Все последующие дни Данила сантиметр за сантиметром изучал и простукивал эти заросшие грязью развалины, отслеживал направления потоков кухонных и сортирных вод, наиболее частые пути хождения хозяев и прислуги и множество других мелочей, из которых составляется обыденная жизнь любого дома. Через пару дней он знал мызу так, словно прожил в ней долгие годы. Он вычислил кабинет архитектора, спальню Елены Андреевны и ее матери, комнаты братьев, знал, как подавалась еда, где танцевали и где говорили. Находки же его свелись лишь к нескольким осколкам посуды, куску выцветшего бархата с медными гвоздиками обшивки и обрывкам полузатертых чертежей, уцелевших под глиной на месте одного из каминов.
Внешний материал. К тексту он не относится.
//! Circular mask generation

use image::{GrayImage, Luma};
use ndarray::Array2;

/// Boolean disc inscribed in a `width` x `height` rectangle
///
/// Indexed `[y, x]`. The center is `(w / 2, h / 2)` and the radius the
/// distance to the nearest edge; a pixel is inside when its distance to the
/// center does not exceed the radius.
pub fn create_circular_mask(width: u32, height: u32) -> Array2<bool> {
    let cx = (width / 2) as f64;
    let cy = (height / 2) as f64;
    let radius = cx.min(cy).min(width as f64 - cx).min(height as f64 - cy);

    Array2::from_shape_fn((height as usize, width as usize), |(y, x)| {
        let dx = x as f64 - cx;
        let dy = y as f64 - cy;
        (dx * dx + dy * dy).sqrt() <= radius
    })
}

/// Scale a boolean mask to an 8-bit image, 255 inside and 0 outside
pub fn mask_to_image(mask: &Array2<bool>) -> GrayImage {
    let (height, width) = mask.dim();
    GrayImage::from_fn(width as u32, height as u32, |x, y| {
        Luma([if mask[[y as usize, x as usize]] { 255 } else { 0 }])
    })
}

#[cfg(test)]
mod tests {
    use super::*;

    #[test]
    fn test_circular_mask_shape() {
        let mask = create_circular_mask(10, 6);
        assert_eq!(mask.dim(), (6, 10));

        // Radius is 3 around (5, 3)
        assert!(mask[[3, 5]]);
        assert!(mask[[3, 2]]);
        assert!(mask[[0, 5]]);
        assert!(!mask[[3, 1]]);
        assert!(!mask[[0, 0]]);
    }

    #[test]
    fn test_circular_mask_is_symmetric() {
        let mask = create_circular_mask(9, 9);
        for y in 0..9 {
            for x in 0..9 {
                assert_eq!(mask[[y, x]], mask[[x, y]]);
                assert_eq!(mask[[y, x]], mask[[8 - y, 8 - x]]);
            }
        }
    }

    #[test]
    fn test_mask_to_image() {
        let mask = create_circular_mask(8, 8);
        let image = mask_to_image(&mask);
        assert_eq!(image.dimensions(), (8, 8));
        assert_eq!(image.get_pixel(4, 4)[0], 255);
        assert_eq!(image.get_pixel(0, 0)[0], 0);
        assert!(image.pixels().all(|p| p[0] == 0 || p[0] == 255));
    }
}
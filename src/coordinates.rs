//! Degrees-minutes-seconds conversion for the two FAA coordinate encodings.
//!
//! NASR airport records carry "compact" coordinates such as `35-14-30.0000N`
//! (or the packed `351430N`), while the Digital Obstacle File uses a
//! space-separated `35 14 30.00N` layout. Both converters return `0.0` when
//! the text cannot be read; callers treat `0.0` as "no coordinate".

/// Round to six decimal places (about 0.1 m of latitude).
fn round6(value: f64) -> f64 {
    (value * 1_000_000.0).round() / 1_000_000.0
}

fn is_hemisphere(c: char) -> bool {
    matches!(c, 'N' | 'S' | 'E' | 'W')
}

fn dms(degrees: &str, minutes: &str, seconds: &str) -> Option<f64> {
    let d = degrees.trim().parse::<f64>().ok()?;
    let m = minutes.trim().parse::<f64>().ok()?;
    let s = seconds.trim().parse::<f64>().ok()?;
    let value = d + m / 60.0 + s / 3600.0;
    value.is_finite().then_some(value)
}

/// `DDMMSS[.s]` or `DDDMMSS[.s]` without separators, otherwise plain decimal degrees.
fn packed_or_decimal(clean: &str) -> Option<f64> {
    let (whole, fraction) = match clean.split_once('.') {
        Some((whole, fraction)) => (whole, Some(fraction)),
        None => (clean, None),
    };

    let degree_digits = match whole.len() {
        6 => 2,
        7 => 3,
        _ => 0,
    };

    if degree_digits > 0 && whole.chars().all(|c| c.is_ascii_digit()) {
        let seconds = match fraction {
            Some(f) => format!("{}.{}", &whole[degree_digits + 2..], f),
            None => whole[degree_digits + 2..].to_string(),
        };
        return dms(
            &whole[..degree_digits],
            &whole[degree_digits..degree_digits + 2],
            &seconds,
        );
    }

    let value = clean.trim().parse::<f64>().ok()?;
    value.is_finite().then_some(value)
}

fn try_parse_compact(raw: &str) -> Option<f64> {
    let upper = raw.trim().to_ascii_uppercase();
    if upper.is_empty() {
        return None;
    }

    let sign = if upper.contains(['S', 'W']) { -1.0 } else { 1.0 };
    let clean: String = upper.chars().filter(|c| !is_hemisphere(*c)).collect();
    let parts: Vec<&str> = clean.split('-').collect();

    let degrees = if parts.len() >= 3 {
        dms(parts[0], parts[1], parts[2])?
    } else {
        packed_or_decimal(&clean)?
    };

    Some(round6(degrees * sign))
}

/// Convert a NASR compact coordinate (`35-14-30.0000N`, `0775430W`) to signed
/// decimal degrees rounded to six places.
///
/// A south or west letter anywhere in the text makes the result negative.
/// Empty or malformed input yields `0.0`.
pub fn parse_compact_dms(raw: &str) -> f64 {
    try_parse_compact(raw).unwrap_or(0.0)
}

fn try_parse_spaced(raw: &str) -> Option<f64> {
    let trimmed = raw.trim();
    let hemisphere = trimmed.chars().last().filter(|c| is_hemisphere(*c))?;
    let body = &trimmed[..trimmed.len() - hemisphere.len_utf8()];

    let parts: Vec<&str> = body.split_whitespace().collect();
    let [degrees, minutes, seconds] = parts.as_slice() else {
        return None;
    };

    let value = dms(degrees, minutes, seconds)?;
    Some(if matches!(hemisphere, 'S' | 'W') {
        -value
    } else {
        value
    })
}

/// Convert an obstacle-file coordinate (`35 14 30.00N`) to signed decimal degrees.
///
/// The text must end in a hemisphere letter preceded by exactly three numeric
/// tokens. Anything else yields `0.0`.
pub fn parse_spaced_dms(raw: &str) -> f64 {
    try_parse_spaced(raw).unwrap_or(0.0)
}

#[cfg(test)]
mod tests {
    use super::*;

    fn close(a: f64, b: f64) -> bool {
        (a - b).abs() < 1e-6
    }

    #[test]
    fn test_compact_hyphenated() {
        assert!(close(parse_compact_dms("35-14-30.0000N"), 35.241667));
        assert!(close(parse_compact_dms("077-54-30.0000W"), -77.908333));
        assert!(close(parse_compact_dms("33-56-32.9800S"), -33.942494));
        assert!(close(parse_compact_dms("151-10-38.0000E"), 151.177222));
    }

    #[test]
    fn test_compact_packed() {
        assert!(close(parse_compact_dms("351430N"), 35.241667));
        assert!(close(parse_compact_dms("0775430W"), -77.908333));
        assert!(close(parse_compact_dms("351430.5N"), 35.241806));
    }

    #[test]
    fn test_compact_is_rounded_to_six_places() {
        let value = parse_compact_dms("35-14-31.1234N");
        assert_eq!(value, round6(value));
    }

    #[test]
    fn test_compact_lowercase_and_padding() {
        assert!(close(parse_compact_dms("  35-14-30.0000n "), 35.241667));
    }

    #[test]
    fn test_compact_decimal_fallback() {
        assert!(close(parse_compact_dms("35.5N"), 35.5));
        assert!(close(parse_compact_dms("12.25W"), -12.25));
    }

    #[test]
    fn test_compact_malformed_is_zero() {
        assert_eq!(parse_compact_dms(""), 0.0);
        assert_eq!(parse_compact_dms("   "), 0.0);
        assert_eq!(parse_compact_dms("N"), 0.0);
        assert_eq!(parse_compact_dms("35-14N"), 0.0);
        assert_eq!(parse_compact_dms("AB-CD-EFN"), 0.0);
        assert_eq!(parse_compact_dms("35-1X-30N"), 0.0);
    }

    #[test]
    fn test_spaced() {
        assert!(close(parse_spaced_dms("35 14 30.00N"), 35.241667));
        assert!(close(parse_spaced_dms("077 54 30.00W"), -77.908333));
        assert!(close(parse_spaced_dms("33 56 32.98S"), -33.942494));
        assert!(close(parse_spaced_dms("08 05 00.00E"), 8.083333));
    }

    #[test]
    fn test_spaced_malformed_is_zero() {
        assert_eq!(parse_spaced_dms(""), 0.0);
        assert_eq!(parse_spaced_dms("35 14N"), 0.0);
        assert_eq!(parse_spaced_dms("35 14 30 10N"), 0.0);
        assert_eq!(parse_spaced_dms("35 14 30.00"), 0.0);
        assert_eq!(parse_spaced_dms("35 1X 30.00N"), 0.0);
        assert_eq!(parse_spaced_dms("35 14 1.2.3N"), 0.0);
    }
}
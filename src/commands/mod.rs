pub mod frequencies;
pub mod update;

pub use frequencies::handle_frequencies;
pub use update::handle_update;
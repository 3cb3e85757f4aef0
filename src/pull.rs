//! HTTP fetch of the two FAA archives.

use anyhow::{Context, Result, anyhow};
use bytes::Bytes;
use once_cell::sync::Lazy;
use regex::Regex;
use reqwest::Url;
use scraper::{Html, Selector};
use std::time::Duration;
use tracing::{info, warn};

use crate::config::Config;

static ANCHOR_SELECTOR: Lazy<Selector> = Lazy::new(|| Selector::parse("a[href]").unwrap());

/// Quoted `...dof...zip` path anywhere in the raw page
static DOF_ZIP_RE: Lazy<Regex> =
    Lazy::new(|| Regex::new(r#"(?i)["']([^"']*dof[^"']*\.zip)["']"#).unwrap());

pub fn http_client(config: &Config) -> Result<reqwest::Client> {
    reqwest::Client::builder()
        .user_agent(config.user_agent.as_str())
        .timeout(Duration::from_secs(config.request_timeout_secs))
        .build()
        .context("Failed to build HTTP client")
}

/// GET `url`, retrying failed requests and non-success statuses with
/// exponential backoff (1, 2, 4... seconds).
pub async fn download_with_retry(
    client: &reqwest::Client,
    url: &str,
    max_retries: u32,
) -> Result<reqwest::Response> {
    let max_retries = max_retries.max(1);
    let mut last_error = None;

    for attempt in 1..=max_retries {
        match client.get(url).send().await {
            Ok(response) => {
                if response.status().is_success() {
                    return Ok(response);
                }
                let status = response.status();
                last_error = Some(anyhow!("HTTP error: {} for URL: {}", status, url));
                if attempt < max_retries {
                    warn!(
                        "HTTP error {} for URL: {}, retrying (attempt {}/{})",
                        status, url, attempt, max_retries
                    );
                    tokio::time::sleep(Duration::from_secs(2u64.pow(attempt - 1))).await;
                }
            }
            Err(e) => {
                last_error = Some(anyhow!("Request failed for URL {}: {}", url, e));
                if attempt < max_retries {
                    warn!(
                        "Request failed for URL: {}, retrying (attempt {}/{}): {}",
                        url, attempt, max_retries, e
                    );
                    tokio::time::sleep(Duration::from_secs(2u64.pow(attempt - 1))).await;
                }
            }
        }
    }

    Err(last_error.unwrap_or_else(|| anyhow!("All retry attempts failed for URL: {}", url)))
}

pub async fn fetch_bytes(client: &reqwest::Client, url: &str, max_retries: u32) -> Result<Bytes> {
    info!("Downloading {}", url);
    let response = download_with_retry(client, url, max_retries).await?;
    let body = response
        .bytes()
        .await
        .with_context(|| format!("Reading body of {}", url))?;
    info!("Downloaded {} bytes from {}", body.len(), url);
    Ok(body)
}

fn is_dof_zip(href: &str) -> bool {
    let href = href.to_ascii_lowercase();
    href.contains("dof") && href.ends_with(".zip")
}

fn absolutize(href: &str, origin: &str) -> Option<String> {
    if let Ok(url) = Url::parse(href) {
        return Some(url.to_string());
    }
    Url::parse(origin)
        .and_then(|base| base.join(href))
        .ok()
        .map(|url| url.to_string())
}

/// Locate the obstacle archive link on the landing page.
///
/// Anchors are tried first; if none match, any quoted `.zip` path naming
/// `dof` in the raw markup is accepted. Relative links are resolved against
/// `origin`.
pub fn find_dof_zip_link(html: &str, origin: &str) -> Option<String> {
    let document = Html::parse_document(html);
    let from_anchor = document
        .select(&ANCHOR_SELECTOR)
        .filter_map(|a| a.value().attr("href"))
        .map(str::trim)
        .find(|href| is_dof_zip(href))
        .map(str::to_string);

    let href = from_anchor.or_else(|| {
        DOF_ZIP_RE
            .captures(html)
            .and_then(|caps| caps.get(1))
            .map(|m| m.as_str().to_string())
    })?;

    absolutize(&href, origin)
}

/// Fetch the landing page and return the absolute archive URL.
pub async fn discover_dof_zip_url(client: &reqwest::Client, config: &Config) -> Result<String> {
    let page = fetch_bytes(client, &config.dof_page_url, config.max_retries)
        .await
        .context("Fetching obstacle landing page")?;
    let html = String::from_utf8_lossy(&page);

    let url = find_dof_zip_link(&html, &config.faa_origin)
        .ok_or_else(|| anyhow!("No DOF archive link on {}", config.dof_page_url))?;
    info!("Found DOF archive at {}", url);
    Ok(url)
}
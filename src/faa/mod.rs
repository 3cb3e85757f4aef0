//! Parsers for the FAA NASR subscription (airports, towers) and the Digital
//! Obstacle File.

pub mod airports;
pub mod classify;
pub mod frequencies;
pub mod obstacles;
pub mod schema;

pub use airports::{Facility, FacilityMap, NO_FREQUENCY, decode_airport_line};
pub use classify::{RecordKind, classify_nasr_line, classify_obstacle_line, currency_date};
pub use frequencies::{FrequencyMatcher, FrequencyRules, apply_tower_line};
pub use obstacles::{DEFAULT_MIN_AGL_FT, Obstacle, ObstacleDecoder};
pub use schema::{AirportSchema, ObstacleSchema, Schemas, TowerSchema};
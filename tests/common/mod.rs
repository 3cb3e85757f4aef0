//! Builders for synthetic FAA source files and archives.
#![allow(dead_code)]

use std::io::{Cursor, Write};
use zip::write::SimpleFileOptions;

use aerodata::Parsers;
use aerodata::faa::{DEFAULT_MIN_AGL_FT, FrequencyRules, Schemas};

pub fn parsers() -> Parsers {
    Parsers::new(Schemas::default(), &FrequencyRules::default(), DEFAULT_MIN_AGL_FT)
        .expect("default parsers compile")
}

/// A blank line of `width` columns with each text placed at its column.
pub fn place(fields: &[(usize, &str)], width: usize) -> String {
    let mut line = vec![b' '; width];
    for (start, text) in fields {
        line[*start..*start + text.len()].copy_from_slice(text.as_bytes());
    }
    String::from_utf8(line).expect("ascii fields")
}

pub fn apt_line(id: &str, name: &str, lat: &str, lon: &str, center: &str) -> String {
    place(
        &[(0, "APT"), (27, id), (133, name), (523, lat), (550, lon), (637, center)],
        700,
    )
}

pub fn dof_line(id: &str, state: &str, city: &str, agl: &str, msl: &str) -> String {
    place(
        &[
            (0, id),
            (10, "O"),
            (12, "US"),
            (15, state),
            (18, city),
            (35, "35 57 19.00N"),
            (48, "077 48 02.00W"),
            (62, "TOWER"),
            (81, "1"),
            (83, agl),
            (89, msl),
        ],
        130,
    )
}

pub fn dof_file(rows: &[String]) -> String {
    let mut text = String::from("  CURRENCY DATE = 02/22/26\n");
    text.push_str("OAS#      V CO ST CITY             LATITUDE     LONGITUDE\n");
    text.push_str("------------------------------------------------------------\n");
    for row in rows {
        text.push_str(row);
        text.push_str("\r\n");
    }
    text
}

pub fn build_zip(members: &[(&str, &[u8])]) -> Vec<u8> {
    let mut writer = zip::ZipWriter::new(Cursor::new(Vec::new()));
    for (name, body) in members {
        writer
            .start_file(*name, SimpleFileOptions::default())
            .expect("start member");
        writer.write_all(body).expect("write member");
    }
    writer.finish().expect("finish archive").into_inner()
}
И каждую ночь Данила снова и снова суеверно устраивался в диванной, словно она могла открыть ему что-то сверх того, что открыла. Дах понимал, что больше уже ничего не будет, не может быть, и здесь не поможет уже никакой опиум, да дело и вообще не в нем, опиат лишь костыль в руках стремящегося к познанию. Но тайная надежда все-таки не оставляла его.